Stored data:
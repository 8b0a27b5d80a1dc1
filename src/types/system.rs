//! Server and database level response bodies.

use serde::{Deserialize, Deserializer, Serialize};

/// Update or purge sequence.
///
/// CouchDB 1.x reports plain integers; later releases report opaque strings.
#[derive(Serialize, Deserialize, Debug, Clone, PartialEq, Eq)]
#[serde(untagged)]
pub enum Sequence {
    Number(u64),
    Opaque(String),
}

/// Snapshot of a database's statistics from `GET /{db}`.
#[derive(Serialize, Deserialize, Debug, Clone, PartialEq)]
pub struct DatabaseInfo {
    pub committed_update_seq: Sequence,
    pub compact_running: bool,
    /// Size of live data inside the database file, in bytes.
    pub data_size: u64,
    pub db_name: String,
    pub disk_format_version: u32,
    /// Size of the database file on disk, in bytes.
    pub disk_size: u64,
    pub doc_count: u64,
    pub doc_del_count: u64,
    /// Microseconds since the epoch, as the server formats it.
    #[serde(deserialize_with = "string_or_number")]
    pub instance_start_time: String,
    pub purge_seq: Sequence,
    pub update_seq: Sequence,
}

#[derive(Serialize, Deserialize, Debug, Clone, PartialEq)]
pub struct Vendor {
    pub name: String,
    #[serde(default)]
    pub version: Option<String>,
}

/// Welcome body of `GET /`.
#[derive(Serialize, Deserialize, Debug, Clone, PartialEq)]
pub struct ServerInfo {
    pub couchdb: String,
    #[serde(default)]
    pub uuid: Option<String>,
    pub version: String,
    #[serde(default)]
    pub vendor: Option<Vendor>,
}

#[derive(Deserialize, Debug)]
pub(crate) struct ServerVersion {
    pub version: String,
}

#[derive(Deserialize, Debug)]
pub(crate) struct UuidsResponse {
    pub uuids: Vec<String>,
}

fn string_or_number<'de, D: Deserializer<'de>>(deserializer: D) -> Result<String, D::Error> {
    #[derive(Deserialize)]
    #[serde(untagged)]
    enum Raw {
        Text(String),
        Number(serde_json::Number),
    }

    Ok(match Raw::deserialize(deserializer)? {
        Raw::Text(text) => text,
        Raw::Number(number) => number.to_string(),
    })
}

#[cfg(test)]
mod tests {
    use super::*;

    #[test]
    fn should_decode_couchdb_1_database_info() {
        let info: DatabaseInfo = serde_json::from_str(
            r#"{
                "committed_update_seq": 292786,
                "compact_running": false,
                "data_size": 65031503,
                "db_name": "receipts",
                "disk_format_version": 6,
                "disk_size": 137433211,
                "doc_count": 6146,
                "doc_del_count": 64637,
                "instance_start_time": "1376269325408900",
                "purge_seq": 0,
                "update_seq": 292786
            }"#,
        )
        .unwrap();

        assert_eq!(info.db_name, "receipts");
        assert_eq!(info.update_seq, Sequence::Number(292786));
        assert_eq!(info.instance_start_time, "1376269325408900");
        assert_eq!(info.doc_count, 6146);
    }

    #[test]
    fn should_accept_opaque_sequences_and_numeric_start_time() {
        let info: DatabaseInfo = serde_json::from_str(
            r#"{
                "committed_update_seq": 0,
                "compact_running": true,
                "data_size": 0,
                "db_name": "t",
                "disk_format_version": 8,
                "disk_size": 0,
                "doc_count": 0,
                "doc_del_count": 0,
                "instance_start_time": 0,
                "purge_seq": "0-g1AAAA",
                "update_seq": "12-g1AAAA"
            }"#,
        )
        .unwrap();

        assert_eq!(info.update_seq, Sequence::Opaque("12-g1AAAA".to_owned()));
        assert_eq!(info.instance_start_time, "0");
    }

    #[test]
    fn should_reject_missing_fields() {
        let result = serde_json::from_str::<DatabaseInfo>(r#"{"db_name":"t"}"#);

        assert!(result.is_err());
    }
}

What is expected: Pull out all lines from the entries above that include the word "struct".

Task response:
pub struct DatabaseInfo {
pub struct Vendor {
pub struct ServerInfo {
pub(crate) struct ServerVersion {
pub(crate) struct UuidsResponse {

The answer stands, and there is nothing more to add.